### PROBLEM
For the word "ServerState", search the records and show each line in which it occurs.

### RECORD EXCERPTS
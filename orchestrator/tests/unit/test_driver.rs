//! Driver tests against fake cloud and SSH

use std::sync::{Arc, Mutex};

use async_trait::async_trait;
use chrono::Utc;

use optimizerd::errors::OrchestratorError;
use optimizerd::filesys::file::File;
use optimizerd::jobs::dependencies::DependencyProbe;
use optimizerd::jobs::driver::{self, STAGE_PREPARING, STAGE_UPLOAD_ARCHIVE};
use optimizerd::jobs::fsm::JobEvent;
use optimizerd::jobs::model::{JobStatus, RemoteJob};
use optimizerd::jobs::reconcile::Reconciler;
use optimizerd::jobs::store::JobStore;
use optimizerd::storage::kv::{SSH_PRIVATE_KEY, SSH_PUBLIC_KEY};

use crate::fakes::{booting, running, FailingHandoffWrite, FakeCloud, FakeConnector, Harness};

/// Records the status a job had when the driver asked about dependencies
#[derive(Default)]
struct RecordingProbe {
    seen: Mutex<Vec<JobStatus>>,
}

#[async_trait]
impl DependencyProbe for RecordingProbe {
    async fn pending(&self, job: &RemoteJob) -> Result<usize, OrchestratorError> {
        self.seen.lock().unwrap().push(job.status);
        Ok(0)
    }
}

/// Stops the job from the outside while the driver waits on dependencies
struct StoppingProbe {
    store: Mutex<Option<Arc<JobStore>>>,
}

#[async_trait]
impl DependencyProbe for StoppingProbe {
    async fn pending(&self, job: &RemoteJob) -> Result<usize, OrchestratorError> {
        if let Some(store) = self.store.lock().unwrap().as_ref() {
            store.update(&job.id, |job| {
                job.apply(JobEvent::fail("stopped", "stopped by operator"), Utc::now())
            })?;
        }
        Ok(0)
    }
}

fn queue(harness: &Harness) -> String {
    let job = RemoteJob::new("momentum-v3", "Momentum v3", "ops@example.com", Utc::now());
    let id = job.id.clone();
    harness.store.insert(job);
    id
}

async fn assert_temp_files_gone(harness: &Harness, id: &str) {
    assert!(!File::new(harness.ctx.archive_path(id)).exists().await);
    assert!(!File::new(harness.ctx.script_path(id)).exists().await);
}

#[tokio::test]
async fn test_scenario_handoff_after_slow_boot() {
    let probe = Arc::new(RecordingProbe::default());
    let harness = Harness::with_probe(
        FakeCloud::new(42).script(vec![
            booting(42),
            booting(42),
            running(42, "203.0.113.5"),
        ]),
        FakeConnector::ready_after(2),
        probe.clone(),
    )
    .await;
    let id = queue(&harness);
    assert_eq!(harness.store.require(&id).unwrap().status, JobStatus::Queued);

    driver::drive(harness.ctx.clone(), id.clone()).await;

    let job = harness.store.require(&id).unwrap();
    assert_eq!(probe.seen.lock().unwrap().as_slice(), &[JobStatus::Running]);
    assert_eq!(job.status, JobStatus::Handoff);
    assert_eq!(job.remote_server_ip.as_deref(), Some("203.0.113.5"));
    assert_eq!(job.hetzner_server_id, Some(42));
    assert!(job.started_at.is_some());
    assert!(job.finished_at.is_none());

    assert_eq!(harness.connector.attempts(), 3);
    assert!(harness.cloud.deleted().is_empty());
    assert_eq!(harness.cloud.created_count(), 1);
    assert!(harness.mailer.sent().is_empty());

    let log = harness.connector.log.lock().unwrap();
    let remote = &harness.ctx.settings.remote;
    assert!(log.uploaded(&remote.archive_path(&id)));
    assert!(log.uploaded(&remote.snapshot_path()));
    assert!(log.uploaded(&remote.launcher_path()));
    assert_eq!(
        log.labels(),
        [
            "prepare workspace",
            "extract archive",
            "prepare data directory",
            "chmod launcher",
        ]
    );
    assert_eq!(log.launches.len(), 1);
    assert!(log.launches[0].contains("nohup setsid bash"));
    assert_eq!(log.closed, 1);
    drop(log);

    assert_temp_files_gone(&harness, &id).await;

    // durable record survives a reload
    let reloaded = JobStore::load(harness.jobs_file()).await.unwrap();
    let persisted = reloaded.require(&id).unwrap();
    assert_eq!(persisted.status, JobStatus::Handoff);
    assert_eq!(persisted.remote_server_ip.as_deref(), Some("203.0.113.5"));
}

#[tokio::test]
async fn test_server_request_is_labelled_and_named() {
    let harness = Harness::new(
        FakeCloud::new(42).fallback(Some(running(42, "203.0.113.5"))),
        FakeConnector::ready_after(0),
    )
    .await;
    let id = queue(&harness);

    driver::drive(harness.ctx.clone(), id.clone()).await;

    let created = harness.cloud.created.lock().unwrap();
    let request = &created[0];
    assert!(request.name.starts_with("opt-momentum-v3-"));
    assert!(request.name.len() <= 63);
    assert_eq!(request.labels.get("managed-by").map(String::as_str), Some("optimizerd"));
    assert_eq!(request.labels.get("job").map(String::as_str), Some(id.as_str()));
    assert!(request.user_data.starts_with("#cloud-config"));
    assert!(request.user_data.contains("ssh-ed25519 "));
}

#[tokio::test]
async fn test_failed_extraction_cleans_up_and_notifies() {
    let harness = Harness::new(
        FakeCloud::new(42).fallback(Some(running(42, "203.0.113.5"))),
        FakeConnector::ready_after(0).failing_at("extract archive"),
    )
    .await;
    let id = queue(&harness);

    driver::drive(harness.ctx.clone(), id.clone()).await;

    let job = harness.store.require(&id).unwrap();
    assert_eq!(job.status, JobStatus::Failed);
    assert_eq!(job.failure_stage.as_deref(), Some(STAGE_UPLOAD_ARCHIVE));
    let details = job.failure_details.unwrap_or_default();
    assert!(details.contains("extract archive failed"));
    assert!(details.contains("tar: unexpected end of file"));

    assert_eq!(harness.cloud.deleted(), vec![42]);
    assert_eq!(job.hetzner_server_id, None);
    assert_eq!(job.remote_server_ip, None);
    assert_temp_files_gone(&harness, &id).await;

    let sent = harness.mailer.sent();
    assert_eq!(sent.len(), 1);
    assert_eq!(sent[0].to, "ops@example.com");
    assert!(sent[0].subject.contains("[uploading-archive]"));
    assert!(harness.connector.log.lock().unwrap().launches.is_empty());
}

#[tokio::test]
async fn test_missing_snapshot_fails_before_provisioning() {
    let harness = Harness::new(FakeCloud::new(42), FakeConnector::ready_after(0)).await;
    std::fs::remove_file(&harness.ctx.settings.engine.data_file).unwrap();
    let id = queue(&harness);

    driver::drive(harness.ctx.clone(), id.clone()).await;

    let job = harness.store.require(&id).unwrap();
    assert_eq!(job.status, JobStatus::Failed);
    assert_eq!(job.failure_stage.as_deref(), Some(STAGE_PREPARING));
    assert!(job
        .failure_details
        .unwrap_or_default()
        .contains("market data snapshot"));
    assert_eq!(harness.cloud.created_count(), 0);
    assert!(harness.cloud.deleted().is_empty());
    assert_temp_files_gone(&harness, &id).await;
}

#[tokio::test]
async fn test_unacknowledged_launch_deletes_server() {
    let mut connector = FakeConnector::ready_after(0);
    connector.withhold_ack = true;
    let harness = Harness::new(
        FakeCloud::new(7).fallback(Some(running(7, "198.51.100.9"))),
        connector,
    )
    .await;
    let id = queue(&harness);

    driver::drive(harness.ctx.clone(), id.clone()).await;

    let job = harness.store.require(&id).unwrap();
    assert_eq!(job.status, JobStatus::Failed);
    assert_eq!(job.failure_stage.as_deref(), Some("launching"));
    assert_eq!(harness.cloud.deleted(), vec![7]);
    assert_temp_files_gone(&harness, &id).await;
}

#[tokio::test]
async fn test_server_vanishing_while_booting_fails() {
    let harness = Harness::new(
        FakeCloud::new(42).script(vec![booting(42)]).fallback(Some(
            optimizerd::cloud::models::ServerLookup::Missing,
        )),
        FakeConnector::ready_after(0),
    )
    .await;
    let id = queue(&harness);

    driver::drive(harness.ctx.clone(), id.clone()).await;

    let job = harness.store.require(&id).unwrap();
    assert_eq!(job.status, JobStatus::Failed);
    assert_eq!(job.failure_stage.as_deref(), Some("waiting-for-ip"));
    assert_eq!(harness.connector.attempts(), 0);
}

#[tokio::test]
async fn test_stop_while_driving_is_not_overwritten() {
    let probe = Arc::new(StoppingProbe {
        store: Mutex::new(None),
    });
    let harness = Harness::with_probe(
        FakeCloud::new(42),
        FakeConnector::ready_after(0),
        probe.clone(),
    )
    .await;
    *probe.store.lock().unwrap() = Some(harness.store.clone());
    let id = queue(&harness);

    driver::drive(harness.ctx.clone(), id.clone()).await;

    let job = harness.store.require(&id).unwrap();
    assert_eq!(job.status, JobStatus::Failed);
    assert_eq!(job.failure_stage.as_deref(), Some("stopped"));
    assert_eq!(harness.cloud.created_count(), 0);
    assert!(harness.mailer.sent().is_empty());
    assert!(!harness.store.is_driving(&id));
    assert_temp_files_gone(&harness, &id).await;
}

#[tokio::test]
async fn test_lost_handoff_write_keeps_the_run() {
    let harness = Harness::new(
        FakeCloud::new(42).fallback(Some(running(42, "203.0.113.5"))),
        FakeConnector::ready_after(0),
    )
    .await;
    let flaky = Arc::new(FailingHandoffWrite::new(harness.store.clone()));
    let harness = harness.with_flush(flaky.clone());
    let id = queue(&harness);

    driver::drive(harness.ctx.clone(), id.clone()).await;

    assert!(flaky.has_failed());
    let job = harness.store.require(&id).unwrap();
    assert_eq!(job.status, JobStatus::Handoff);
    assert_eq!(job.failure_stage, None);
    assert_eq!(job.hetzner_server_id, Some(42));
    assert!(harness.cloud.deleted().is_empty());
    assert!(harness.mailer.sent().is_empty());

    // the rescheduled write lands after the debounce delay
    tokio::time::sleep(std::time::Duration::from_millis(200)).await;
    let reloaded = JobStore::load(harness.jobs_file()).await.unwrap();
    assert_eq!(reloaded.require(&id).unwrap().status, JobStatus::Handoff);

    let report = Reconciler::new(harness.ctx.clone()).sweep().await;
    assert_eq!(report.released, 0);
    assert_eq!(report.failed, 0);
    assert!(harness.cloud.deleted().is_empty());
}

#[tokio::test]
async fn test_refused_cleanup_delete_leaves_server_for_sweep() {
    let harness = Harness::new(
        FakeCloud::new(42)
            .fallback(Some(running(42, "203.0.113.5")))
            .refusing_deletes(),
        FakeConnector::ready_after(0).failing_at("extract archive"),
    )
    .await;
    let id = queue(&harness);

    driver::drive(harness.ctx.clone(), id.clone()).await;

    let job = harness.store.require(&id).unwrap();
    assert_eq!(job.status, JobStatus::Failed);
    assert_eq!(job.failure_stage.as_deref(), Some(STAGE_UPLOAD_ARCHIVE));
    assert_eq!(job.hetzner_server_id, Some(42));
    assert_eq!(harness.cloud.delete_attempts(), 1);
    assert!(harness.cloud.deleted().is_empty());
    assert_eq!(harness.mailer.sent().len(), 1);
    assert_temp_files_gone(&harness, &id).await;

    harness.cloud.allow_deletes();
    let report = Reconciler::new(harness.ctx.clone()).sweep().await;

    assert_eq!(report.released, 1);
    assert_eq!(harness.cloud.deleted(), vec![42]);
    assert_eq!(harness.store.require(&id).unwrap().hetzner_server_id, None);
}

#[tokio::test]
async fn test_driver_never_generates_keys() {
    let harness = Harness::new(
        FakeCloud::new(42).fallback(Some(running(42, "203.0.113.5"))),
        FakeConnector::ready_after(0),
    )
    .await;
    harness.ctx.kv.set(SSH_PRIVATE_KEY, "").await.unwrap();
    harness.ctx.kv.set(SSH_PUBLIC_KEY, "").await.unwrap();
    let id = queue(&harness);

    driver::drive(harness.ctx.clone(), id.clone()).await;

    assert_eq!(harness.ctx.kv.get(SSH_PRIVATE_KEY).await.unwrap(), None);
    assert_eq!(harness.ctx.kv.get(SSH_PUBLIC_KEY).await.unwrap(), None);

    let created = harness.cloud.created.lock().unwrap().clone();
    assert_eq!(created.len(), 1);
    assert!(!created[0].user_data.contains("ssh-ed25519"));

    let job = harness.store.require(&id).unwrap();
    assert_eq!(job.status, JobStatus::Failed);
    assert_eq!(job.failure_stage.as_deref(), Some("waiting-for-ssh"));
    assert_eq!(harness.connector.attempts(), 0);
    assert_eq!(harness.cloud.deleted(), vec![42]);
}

...

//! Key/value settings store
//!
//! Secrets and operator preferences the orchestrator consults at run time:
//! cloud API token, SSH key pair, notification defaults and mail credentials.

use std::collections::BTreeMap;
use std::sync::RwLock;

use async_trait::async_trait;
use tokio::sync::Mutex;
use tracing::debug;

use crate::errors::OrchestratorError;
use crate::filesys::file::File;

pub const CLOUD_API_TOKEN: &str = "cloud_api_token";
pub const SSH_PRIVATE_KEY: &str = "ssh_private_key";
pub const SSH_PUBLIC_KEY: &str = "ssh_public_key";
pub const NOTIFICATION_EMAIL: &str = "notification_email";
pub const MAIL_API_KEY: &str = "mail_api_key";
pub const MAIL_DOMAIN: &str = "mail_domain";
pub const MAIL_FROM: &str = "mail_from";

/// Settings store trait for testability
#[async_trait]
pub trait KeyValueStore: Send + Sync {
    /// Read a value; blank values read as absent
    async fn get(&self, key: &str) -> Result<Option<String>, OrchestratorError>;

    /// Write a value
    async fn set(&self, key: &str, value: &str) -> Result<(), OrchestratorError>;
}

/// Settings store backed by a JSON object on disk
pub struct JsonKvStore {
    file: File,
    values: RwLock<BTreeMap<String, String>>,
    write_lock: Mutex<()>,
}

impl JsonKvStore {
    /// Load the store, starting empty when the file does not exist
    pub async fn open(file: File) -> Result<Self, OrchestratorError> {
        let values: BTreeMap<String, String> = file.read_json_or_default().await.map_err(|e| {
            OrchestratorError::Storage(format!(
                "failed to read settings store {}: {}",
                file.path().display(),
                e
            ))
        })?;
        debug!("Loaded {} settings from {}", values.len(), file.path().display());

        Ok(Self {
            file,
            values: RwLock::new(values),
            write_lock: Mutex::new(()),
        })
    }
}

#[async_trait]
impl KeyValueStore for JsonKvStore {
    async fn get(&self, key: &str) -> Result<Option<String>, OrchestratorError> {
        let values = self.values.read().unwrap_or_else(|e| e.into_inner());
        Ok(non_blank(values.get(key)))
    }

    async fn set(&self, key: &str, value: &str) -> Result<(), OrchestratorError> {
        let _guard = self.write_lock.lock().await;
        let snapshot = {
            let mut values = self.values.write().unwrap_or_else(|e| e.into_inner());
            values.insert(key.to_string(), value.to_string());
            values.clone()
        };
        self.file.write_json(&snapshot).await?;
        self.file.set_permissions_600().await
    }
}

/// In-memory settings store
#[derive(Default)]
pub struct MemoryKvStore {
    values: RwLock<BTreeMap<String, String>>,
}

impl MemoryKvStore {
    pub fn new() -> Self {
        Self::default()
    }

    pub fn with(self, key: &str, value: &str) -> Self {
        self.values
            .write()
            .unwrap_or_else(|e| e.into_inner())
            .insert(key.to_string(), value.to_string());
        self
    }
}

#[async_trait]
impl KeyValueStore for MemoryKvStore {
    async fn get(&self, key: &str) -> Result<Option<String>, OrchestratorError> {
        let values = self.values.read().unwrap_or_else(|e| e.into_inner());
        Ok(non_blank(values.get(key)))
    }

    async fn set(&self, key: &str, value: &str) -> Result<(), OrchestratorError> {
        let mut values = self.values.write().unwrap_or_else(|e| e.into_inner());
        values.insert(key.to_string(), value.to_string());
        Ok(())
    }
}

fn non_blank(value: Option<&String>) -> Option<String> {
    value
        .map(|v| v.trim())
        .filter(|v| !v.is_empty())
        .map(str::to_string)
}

...

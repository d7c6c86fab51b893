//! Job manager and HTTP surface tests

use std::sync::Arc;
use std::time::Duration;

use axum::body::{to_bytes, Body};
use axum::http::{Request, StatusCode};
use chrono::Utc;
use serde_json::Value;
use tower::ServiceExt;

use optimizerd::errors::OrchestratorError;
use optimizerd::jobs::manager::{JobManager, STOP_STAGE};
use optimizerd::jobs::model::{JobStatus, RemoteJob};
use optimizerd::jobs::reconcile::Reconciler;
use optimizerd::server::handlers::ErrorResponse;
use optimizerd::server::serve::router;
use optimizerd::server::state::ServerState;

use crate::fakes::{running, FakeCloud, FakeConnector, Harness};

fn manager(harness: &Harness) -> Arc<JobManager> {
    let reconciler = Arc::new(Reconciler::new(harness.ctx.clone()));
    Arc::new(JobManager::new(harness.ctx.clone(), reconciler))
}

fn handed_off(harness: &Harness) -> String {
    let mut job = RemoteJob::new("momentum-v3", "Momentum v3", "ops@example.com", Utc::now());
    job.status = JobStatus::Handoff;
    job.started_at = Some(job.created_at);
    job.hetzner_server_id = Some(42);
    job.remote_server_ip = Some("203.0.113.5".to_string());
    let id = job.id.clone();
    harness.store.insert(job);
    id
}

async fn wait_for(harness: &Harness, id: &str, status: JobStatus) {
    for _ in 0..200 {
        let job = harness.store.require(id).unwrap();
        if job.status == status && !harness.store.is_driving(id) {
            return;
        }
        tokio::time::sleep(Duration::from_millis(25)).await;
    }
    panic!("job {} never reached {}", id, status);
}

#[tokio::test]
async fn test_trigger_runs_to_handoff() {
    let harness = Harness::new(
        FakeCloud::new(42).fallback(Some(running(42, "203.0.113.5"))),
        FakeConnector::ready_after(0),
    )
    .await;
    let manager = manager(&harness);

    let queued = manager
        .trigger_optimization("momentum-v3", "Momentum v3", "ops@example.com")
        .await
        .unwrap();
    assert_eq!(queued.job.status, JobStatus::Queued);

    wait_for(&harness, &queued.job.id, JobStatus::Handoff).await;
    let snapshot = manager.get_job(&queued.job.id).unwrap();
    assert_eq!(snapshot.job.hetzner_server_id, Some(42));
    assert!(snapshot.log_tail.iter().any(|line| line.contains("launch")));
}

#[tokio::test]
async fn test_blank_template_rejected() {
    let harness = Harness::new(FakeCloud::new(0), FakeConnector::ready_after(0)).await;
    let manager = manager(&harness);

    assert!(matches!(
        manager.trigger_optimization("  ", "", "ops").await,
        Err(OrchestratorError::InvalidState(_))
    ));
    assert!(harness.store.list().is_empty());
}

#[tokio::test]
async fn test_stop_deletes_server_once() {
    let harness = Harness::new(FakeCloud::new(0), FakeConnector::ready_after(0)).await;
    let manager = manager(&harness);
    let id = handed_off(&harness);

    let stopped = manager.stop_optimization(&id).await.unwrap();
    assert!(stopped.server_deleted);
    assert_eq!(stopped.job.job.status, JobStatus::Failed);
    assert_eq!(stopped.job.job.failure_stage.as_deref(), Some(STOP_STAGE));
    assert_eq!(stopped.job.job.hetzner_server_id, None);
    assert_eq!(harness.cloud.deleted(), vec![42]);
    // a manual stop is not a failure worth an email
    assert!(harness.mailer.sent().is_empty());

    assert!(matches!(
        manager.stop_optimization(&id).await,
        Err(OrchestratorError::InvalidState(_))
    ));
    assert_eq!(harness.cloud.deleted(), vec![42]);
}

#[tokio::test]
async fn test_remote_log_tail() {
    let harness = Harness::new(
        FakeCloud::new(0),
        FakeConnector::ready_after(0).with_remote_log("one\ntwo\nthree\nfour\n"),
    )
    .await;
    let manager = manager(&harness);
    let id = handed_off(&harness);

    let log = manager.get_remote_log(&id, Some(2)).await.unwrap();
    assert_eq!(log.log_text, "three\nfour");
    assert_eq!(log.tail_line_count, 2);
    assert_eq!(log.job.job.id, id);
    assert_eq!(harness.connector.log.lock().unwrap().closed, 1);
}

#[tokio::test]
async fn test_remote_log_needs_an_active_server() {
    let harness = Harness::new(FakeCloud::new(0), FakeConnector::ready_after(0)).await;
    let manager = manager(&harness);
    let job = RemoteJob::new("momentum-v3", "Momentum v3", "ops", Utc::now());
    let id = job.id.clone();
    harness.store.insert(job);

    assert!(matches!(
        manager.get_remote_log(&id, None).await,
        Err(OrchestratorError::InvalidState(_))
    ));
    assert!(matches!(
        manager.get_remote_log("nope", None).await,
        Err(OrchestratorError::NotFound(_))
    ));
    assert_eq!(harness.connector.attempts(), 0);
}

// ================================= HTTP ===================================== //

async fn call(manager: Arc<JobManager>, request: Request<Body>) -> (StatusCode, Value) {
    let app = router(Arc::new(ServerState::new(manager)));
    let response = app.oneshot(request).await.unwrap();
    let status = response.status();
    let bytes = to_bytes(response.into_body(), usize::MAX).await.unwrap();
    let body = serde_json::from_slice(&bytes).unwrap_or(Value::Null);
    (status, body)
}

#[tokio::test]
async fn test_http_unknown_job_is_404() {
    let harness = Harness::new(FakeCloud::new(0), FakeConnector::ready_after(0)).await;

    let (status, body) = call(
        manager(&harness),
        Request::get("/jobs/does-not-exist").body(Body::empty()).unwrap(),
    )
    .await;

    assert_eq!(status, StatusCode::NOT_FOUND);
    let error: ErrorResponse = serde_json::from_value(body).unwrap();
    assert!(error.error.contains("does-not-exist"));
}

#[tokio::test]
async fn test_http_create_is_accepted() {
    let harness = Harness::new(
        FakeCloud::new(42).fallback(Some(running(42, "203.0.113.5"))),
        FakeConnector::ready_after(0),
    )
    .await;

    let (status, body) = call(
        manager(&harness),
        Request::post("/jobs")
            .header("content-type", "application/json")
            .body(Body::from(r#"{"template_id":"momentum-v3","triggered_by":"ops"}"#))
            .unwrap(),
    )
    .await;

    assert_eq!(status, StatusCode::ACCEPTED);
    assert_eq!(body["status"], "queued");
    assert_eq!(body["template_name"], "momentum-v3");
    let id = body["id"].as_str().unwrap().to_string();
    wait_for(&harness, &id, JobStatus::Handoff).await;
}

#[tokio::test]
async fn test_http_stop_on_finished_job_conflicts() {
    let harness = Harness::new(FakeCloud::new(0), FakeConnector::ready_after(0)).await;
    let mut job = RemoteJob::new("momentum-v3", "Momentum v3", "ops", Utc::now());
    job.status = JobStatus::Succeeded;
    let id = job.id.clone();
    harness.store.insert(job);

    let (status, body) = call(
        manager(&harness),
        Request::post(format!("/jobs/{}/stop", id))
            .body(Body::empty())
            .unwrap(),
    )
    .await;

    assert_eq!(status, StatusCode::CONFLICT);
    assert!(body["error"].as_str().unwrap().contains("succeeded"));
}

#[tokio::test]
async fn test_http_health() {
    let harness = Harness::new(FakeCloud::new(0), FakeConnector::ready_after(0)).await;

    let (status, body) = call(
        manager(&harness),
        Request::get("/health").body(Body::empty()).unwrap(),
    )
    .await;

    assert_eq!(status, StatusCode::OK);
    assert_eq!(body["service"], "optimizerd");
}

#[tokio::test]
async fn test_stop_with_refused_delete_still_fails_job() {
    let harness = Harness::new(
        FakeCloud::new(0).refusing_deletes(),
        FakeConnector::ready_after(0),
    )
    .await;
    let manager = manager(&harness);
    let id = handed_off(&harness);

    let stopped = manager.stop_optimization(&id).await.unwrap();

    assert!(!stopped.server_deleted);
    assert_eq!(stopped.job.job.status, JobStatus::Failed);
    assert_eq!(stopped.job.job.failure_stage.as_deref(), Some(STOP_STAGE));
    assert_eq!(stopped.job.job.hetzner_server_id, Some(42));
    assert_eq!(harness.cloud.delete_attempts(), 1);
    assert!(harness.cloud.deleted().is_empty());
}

### RESULT FOR THIS TASK
use optimizerd::server::state::ServerState;
    let app = router(Arc::new(ServerState::new(manager)));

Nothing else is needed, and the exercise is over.